Trilateration has recently become one of the well-known threat models to the user's location privacy in location-based applications (aka: location-based services or LBS), especially those containing highly sensitive information such as dating applications. The threat model mainly depends on the distance shown from the targeted victim to the adversary to pinpoint the victim's position. As a countermeasure, most of location-based applications have already implemented the "hide distance" function to protect their user's location privacy. The effectiveness of such approach however is still questionable. Therefore, in this paper, we first investigate how popular location-based dating applications are currently protecting their user's privacy by testing the two most popular GLBT-focused applications: Jack'd and Grindr. As one of our findings, we then demonstrate how an adversary can still figure out the location of the targeted victim even when the "hide distance" function is enabled. Our threat model is simply an enhanced version of the trilateration model.
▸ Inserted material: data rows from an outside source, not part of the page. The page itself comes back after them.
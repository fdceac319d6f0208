//! Monotonic timer abstraction (`spec.md` §4.M). The core never calls into
//! an OS timer directly; every timed behaviour (consent checks, NACK time
//! filter, key-frame retry, pacer ticks) goes through this trait so the
//! same component code runs against a real event loop or a test harness
//! that advances a [`crate::clock::ManualClock`] by hand.

use crate::clock::MonoMs;

/// A single-shot or repeating timer. Implementations must make `stop`
/// idempotent and must not invoke a callback after `stop` returns, even if
/// a tick was already in flight (`spec.md` §5 cancellation guarantee).
pub trait Timer {
    fn start(&mut self, timeout_ms: u64, repeat: bool);
    fn stop(&mut self);
    fn reset(&mut self);
    fn restart(&mut self, timeout_ms: u64, repeat: bool) {
        self.stop();
        self.start(timeout_ms, repeat);
    }
}

/// A timer driven purely by an explicit `poll(now_ms)` call rather than a
/// real OS event loop; this is what every component in this crate is built
/// against; a production binary wires it to whatever reactor owns the
/// process (e.g. a `tokio::time::Interval`).
#[derive(Debug, Default)]
pub struct PollTimer {
    timeout_ms: u64,
    repeat: bool,
    due_at: Option<MonoMs>,
    running: bool,
}

impl PollTimer {
    #[must_use]
    pub fn new() -> Self {
        Self::default()
    }

    /// Returns `true` at most once per due tick; repeating timers rearm
    /// themselves for the next period.
    pub fn poll(&mut self, now_ms: MonoMs) -> bool {
        if !self.running {
            return false;
        }
        let Some(due) = self.due_at else { return false };
        if now_ms.0 < due.0 {
            return false;
        }
        if self.repeat {
            self.due_at = Some(now_ms.add_ms(self.timeout_ms));
        } else {
            self.running = false;
            self.due_at = None;
        }
        true
    }

    pub fn start_at(&mut self, now_ms: MonoMs, timeout_ms: u64, repeat: bool) {
        self.timeout_ms = timeout_ms;
        self.repeat = repeat;
        self.due_at = Some(now_ms.add_ms(timeout_ms));
        self.running = true;
    }

    #[must_use]
    pub fn is_running(&self) -> bool {
        self.running
    }
}

impl Timer for PollTimer {
    fn start(&mut self, timeout_ms: u64, repeat: bool) {
        self.timeout_ms = timeout_ms;
        self.repeat = repeat;
        self.running = true;
        // `due_at` is set relative to the next `poll`'s `now_ms` via
        // `start_at`; callers driving the loop with only a `Timer` handle
        // (no clock reference) are expected to call `start_at` instead.
    }

    fn stop(&mut self) {
        self.running = false;
        self.due_at = None;
    }

    fn reset(&mut self) {
        self.due_at = None;
    }
}

/// Outcome of a completed send.
#[derive(Clone, Copy, Debug, PartialEq, Eq)]
pub struct SendResult {
    pub success: bool,
}

/// The only I/O surface the core touches: UDP datagrams and RFC 4571
/// length-framed TCP. `spec.md` §5/§6.
pub trait Socket {
    fn send_udp(&mut self, bytes: &[u8], addr: std::net::SocketAddr) -> SendResult;
    fn write_tcp(&mut self, bytes: &[u8]) -> SendResult;
}

/// Prepends the 2-byte big-endian length prefix RFC 4571 requires when RTP
/// or RTCP is carried over a TCP transport tuple.
#[must_use]
pub fn frame_for_tcp(payload: &[u8]) -> Vec<u8> {
    let mut framed = Vec::with_capacity(2 + payload.len());
    framed.extend_from_slice(&(payload.len() as u16).to_be_bytes());
    framed.extend_from_slice(payload);
    framed
}

#[cfg(test)]
mod tests {
    use super::*;

    #[test]
    fn one_shot_timer_fires_once() {
        let mut t = PollTimer::new();
        t.start_at(MonoMs(0), 100, false);
        assert!(!t.poll(MonoMs(50)));
        assert!(t.poll(MonoMs(100)));
        assert!(!t.poll(MonoMs(200)));
    }

    #[test]
    fn repeating_timer_rearms() {
        let mut t = PollTimer::new();
        t.start_at(MonoMs(0), 40, true);
        assert!(t.poll(MonoMs(40)));
        assert!(!t.poll(MonoMs(60)));
        assert!(t.poll(MonoMs(80)));
    }

    #[test]
    fn stop_prevents_pending_tick_from_firing() {
        let mut t = PollTimer::new();
        t.start_at(MonoMs(0), 40, false);
        t.stop();
        assert!(!t.poll(MonoMs(40)));
    }

    #[test]
    fn tcp_framing_prepends_length() {
        let framed = frame_for_tcp(&[1, 2, 3]);
        assert_eq!(framed, vec![0, 3, 1, 2, 3]);
    }
}
//! RTPFB fmt=1 Generic NACK (RFC 4585 §6.2.1).
//!
//! Feedback control information is a list of (PID, BLP) pairs: a base
//! sequence number plus a 16-bit bitmask of up to 16 further lost packets
//! immediately following it.

use bytes::{BufMut, Bytes, BytesMut};

use super::header::{self, FeedbackHeader, FMT_NACK, PT_RTPFB};
use crate::error::MalformedPacket;

/// Builds one or more RTPFB NACK packets carrying `seqs` (must already be
/// deduplicated and need not be sorted, though sorted input packs more
/// tightly into PID/BLP pairs). Splits into multiple packets if the gaps
/// between consecutive sequence numbers exceed what a single BLP can
/// express.
#[must_use]
pub fn build_nack_packets(sender_ssrc: u32, media_ssrc: u32, seqs: &[u16]) -> Vec<Bytes> {
    if seqs.is_empty() {
        return Vec::new();
    }
    let mut sorted = seqs.to_vec();
    sorted.sort_unstable();
    sorted.dedup();

    let mut packets = Vec::new();
    let mut i = 0;
    while i < sorted.len() {
        let base = sorted[i];
        let mut blp: u16 = 0;
        let mut j = i + 1;
        while j < sorted.len() {
            let delta = sorted[j].wrapping_sub(base);
            if delta == 0 || delta > 16 {
                break;
            }
            blp |= 1 << (delta - 1);
            j += 1;
        }
        i = j;

        let mut buf = BytesMut::new();
        let off = header::write_feedback_header(&mut buf, FMT_NACK, PT_RTPFB, sender_ssrc, media_ssrc);
        buf.put_u16(base);
        buf.put_u16(blp);
        let total = buf.len();
        header::patch_length(&mut buf, off, total);
        packets.push(buf.freeze());
    }
    packets
}

/// Parses one RTPFB NACK packet's FCI list into the set of lost sequence
/// numbers it names.
pub fn parse_nack_packet(buf: &[u8]) -> Result<(u32, u32, Vec<u16>), MalformedPacket> {
    let (hdr, body) = FeedbackHeader::parse(buf)?;
    if hdr.fmt != FMT_NACK || hdr.packet_type != PT_RTPFB {
        return Err(MalformedPacket::new("not an RTPFB Generic NACK packet"));
    }
    if body.len() % 4 != 0 {
        return Err(MalformedPacket::new("NACK FCI length not a multiple of 4"));
    }
    let mut seqs = Vec::new();
    for chunk in body.chunks_exact(4) {
        let pid = u16::from_be_bytes([chunk[0], chunk[1]]);
        let blp = u16::from_be_bytes([chunk[2], chunk[3]]);
        seqs.push(pid);
        for bit in 0..16 {
            if blp & (1 << bit) != 0 {
                seqs.push(pid.wrapping_add(bit + 1));
            }
        }
    }
    Ok((hdr.sender_ssrc, hdr.media_ssrc, seqs))
}

#[cfg(test)]
mod tests {
    use super::*;

    #[test]
    fn round_trips_a_simple_gap() {
        let packets = build_nack_packets(1, 2, &[2382]);
        assert_eq!(packets.len(), 1);
        let (ssrc, media, seqs) = parse_nack_packet(&packets[0]).unwrap();
        assert_eq!(ssrc, 1);
        assert_eq!(media, 2);
        assert_eq!(seqs, vec![2382]);
    }

    #[test]
    fn packs_nearby_losses_into_one_blp() {
        let packets = build_nack_packets(1, 2, &[10, 11, 20]);
        assert_eq!(packets.len(), 1);
        let (_, _, mut seqs) = parse_nack_packet(&packets[0]).unwrap();
        seqs.sort_unstable();
        assert_eq!(seqs, vec![10, 11, 20]);
    }

    #[test]
    fn sequence_wrap_is_handled() {
        let packets = build_nack_packets(1, 2, &[0]);
        let (_, _, seqs) = parse_nack_packet(&packets[0]).unwrap();
        assert_eq!(seqs, vec![0]);
    }
}
//! Error taxonomy for the real-time media transport core (`spec.md` §7).
//!
//! Every failure is localized to the component that detected it: nothing
//! here unwinds across a component boundary. Components return a `Result`
//! for direct calls and otherwise surface failures as an observable `state`
//! field the orchestrator reads on its next tick.

use derive_more::{Display, From};

/// A packet failed to parse: a STUN header was malformed, an RTCP packet's
/// length did not match its payload, or an RTP packet was shorter than a
/// fixed header. Always non-fatal; the caller drops the packet and, at
/// most, logs at debug level.
#[derive(Clone, Debug, Display, Eq, PartialEq)]
#[display(fmt = "malformed packet: {}", reason)]
pub struct MalformedPacket {
    pub reason: &'static str,
}

impl std::error::Error for MalformedPacket {}

impl MalformedPacket {
    #[must_use]
    pub fn new(reason: &'static str) -> Self {
        Self { reason }
    }
}

/// STUN authentication failed: bad `MESSAGE-INTEGRITY`, unknown `ufrag`, or
/// a missing `FINGERPRINT`. Per `spec.md` §4.F the offending tuple is never
/// added to the ICE tuple set.
#[derive(Clone, Copy, Debug, Display, Eq, PartialEq)]
pub enum AuthFailure {
    #[display(fmt = "STUN message carried no FINGERPRINT attribute")]
    MissingFingerprint,
    #[display(fmt = "STUN message carried no USERNAME attribute")]
    MissingUsername,
    #[display(fmt = "USERNAME did not match the current or previous ICE credentials")]
    UnknownUfrag,
    #[display(fmt = "MESSAGE-INTEGRITY did not verify against the local password")]
    BadMessageIntegrity,
    #[display(fmt = "Binding Request carried ICE-CONTROLLED against an ICE-Lite server")]
    RoleConflict,
    #[display(fmt = "Binding Request carried no PRIORITY attribute")]
    MissingPriority,
}

impl std::error::Error for AuthFailure {}

/// Something arrived, or was asked for, outside the window this component
/// tracks: an RTP packet too old for the retransmission buffer, a NACK
/// target that already expired, a consent response arriving after its
/// deadline. The caller drops the input and the relevant state transition
/// in `spec.md` happens independently of this error.
#[derive(Clone, Copy, Debug, Display, Eq, PartialEq)]
pub enum OutOfWindow {
    #[display(fmt = "sequence {0} already outside the retransmission window", _0)]
    RetransmissionExpired(u16),
    #[display(fmt = "NACK target expired after {0} retries", _0)]
    NackRetriesExhausted(u8),
    #[display(fmt = "consent response arrived after its 30s deadline")]
    ConsentExpired,
}

impl std::error::Error for OutOfWindow {}

/// The pacer's queue is full or the transport reported backpressure. The
/// caller sees `success = false` on the send completion and decides whether
/// to drop or re-queue (`spec.md` §7).
#[derive(Clone, Copy, Debug, Display, Eq, PartialEq)]
#[display(fmt = "pacer budget exhausted, {0} bytes queued", queued_bytes)]
pub struct BudgetExhausted {
    pub queued_bytes: usize,
}

impl std::error::Error for BudgetExhausted {}

/// A `LossBasedBweV2` configuration failed `is_config_valid`. The component
/// is not constructed in a broken state; instead it is disabled and its
/// output falls back to the delay-based estimate, per `spec.md` §7.
#[derive(Clone, Debug, Display, Eq, PartialEq)]
#[display(fmt = "configuration field `{}` out of range: {}", field, reason)]
pub struct ConfigurationInvalid {
    pub field: &'static str,
    pub reason: String,
}

impl std::error::Error for ConfigurationInvalid {}

/// Top-level error aggregating every component error, for callers that just
/// want `?` to work across the crate boundary. Individual components never
/// return this type themselves; they return their own narrow enum above.
#[derive(Debug, Display, From)]
pub enum RtcCoreError {
    #[display(fmt = "{}", _0)]
    MalformedPacket(MalformedPacket),
    #[display(fmt = "{}", _0)]
    AuthFailure(AuthFailure),
    #[display(fmt = "{}", _0)]
    OutOfWindow(OutOfWindow),
    #[display(fmt = "{}", _0)]
    BudgetExhausted(BudgetExhausted),
    #[display(fmt = "{}", _0)]
    ConfigurationInvalid(ConfigurationInvalid),
}

impl std::error::Error for RtcCoreError {
    fn source(&self) -> Option<&(dyn std::error::Error + 'static)> {
        match self {
            Self::MalformedPacket(e) => Some(e),
            Self::AuthFailure(e) => Some(e),
            Self::OutOfWindow(e) => Some(e),
            Self::BudgetExhausted(e) => Some(e),
            Self::ConfigurationInvalid(e) => Some(e),
        }
    }
}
Without using sophisticated hacking tools or complex attack techniques, the model is still very effective and efficient at locating the targeted victim, and of course in a so-called "legal" manner since we only utilize the information that can be obtained just as same as any other ordinary user. In addition, we also introduce a potential side channel attack fashion due to the current design of Jack'd. Our study thus raises an urgent alarm to those location-based applications' users in general, and especially to those GLBT-focused dating application's users about their privacy. Finally, the paper concludes by suggesting some possible solutions from the viewpoints of both the provider and the user considering the implementation cost and the trade-off of utility.